◆ **Exercise brief**
Print every line below without adding or leaving out a single word.
** Material shown follows **
use thiserror::Error;

#[derive(Error, Debug)]
pub enum CipherBreakError {
    #[error("IO Error: {0}")]
    Io(#[from] std::io::Error),

    #[error("CSV Error: {0}")]
    Csv(#[from] csv::Error),

    #[error("JSON Error: {0}")]
    Json(#[from] serde_json::Error),

    #[error("Configuration Error: {0}")]
    Config(String),

    #[error("Data Validation Error: {0}")]
    Validation(String),
}

pub type CbResult<T> = Result<T, CipherBreakError>;
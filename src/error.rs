use thiserror::Error;

#[derive(Debug, Error)]
pub enum AppError {
    #[error("Malformed payload: {0}")]
    MalformedPayload(String),

    #[error("Invalid window: {0} (must be a positive integer)")]
    InvalidWindow(i64),

    #[error("Missing column: {0}")]
    MissingColumn(String),

    #[error("Upstream error: HTTP {status}: {body}")]
    Upstream { status: u16, body: String },

    #[error("HTTP request error: {0}")]
    Http(#[from] reqwest::Error),

    #[error("JSON parse error: {0}")]
    Json(#[from] serde_json::Error),

    #[error("CSV error: {0}")]
    Csv(#[from] csv::Error),

    #[error("Export error: {0}")]
    Export(String),

    #[error("Configuration error: {0}")]
    Config(String),

    #[error("IO error: {0}")]
    Io(#[from] std::io::Error),
}

pub type Result<T> = std::result::Result<T, AppError>;

impl AppError {
    pub(crate) fn malformed(msg: impl Into<String>) -> Self {
        AppError::MalformedPayload(msg.into())
    }
}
** End of Material shown **
◆ **Response to the task**
use thiserror::Error;

#[derive(Error, Debug)]
pub enum CipherBreakError {
    #[error("IO Error: {0}")]
    Io(#[from] std::io::Error),

    #[error("CSV Error: {0}")]
    Csv(#[from] csv::Error),

    #[error("JSON Error: {0}")]
    Json(#[from] serde_json::Error),

    #[error("Configuration Error: {0}")]
    Config(String),

    #[error("Data Validation Error: {0}")]
    Validation(String),
}

pub type CbResult<T> = Result<T, CipherBreakError>;
filename src/error.rs
use thiserror::Error;

#[derive(Debug, Error)]
pub enum AppError {
    #[error("Malformed payload: {0}")]
    MalformedPayload(String),

    #[error("Invalid window: {0} (must be a positive integer)")]
    InvalidWindow(i64),

    #[error("Missing column: {0}")]
    MissingColumn(String),

    #[error("Upstream error: HTTP {status}: {body}")]
    Upstream { status: u16, body: String },

    #[error("HTTP request error: {0}")]
    Http(#[from] reqwest::Error),

    #[error("JSON parse error: {0}")]
    Json(#[from] serde_json::Error),

    #[error("CSV error: {0}")]
    Csv(#[from] csv::Error),

    #[error("Export error: {0}")]
    Export(String),

    #[error("Configuration error: {0}")]
    Config(String),

    #[error("IO error: {0}")]
    Io(#[from] std::io::Error),
}

pub type Result<T> = std::result::Result<T, AppError>;

impl AppError {
    pub(crate) fn malformed(msg: impl Into<String>) -> Self {
        AppError::MalformedPayload(msg.into())
    }
}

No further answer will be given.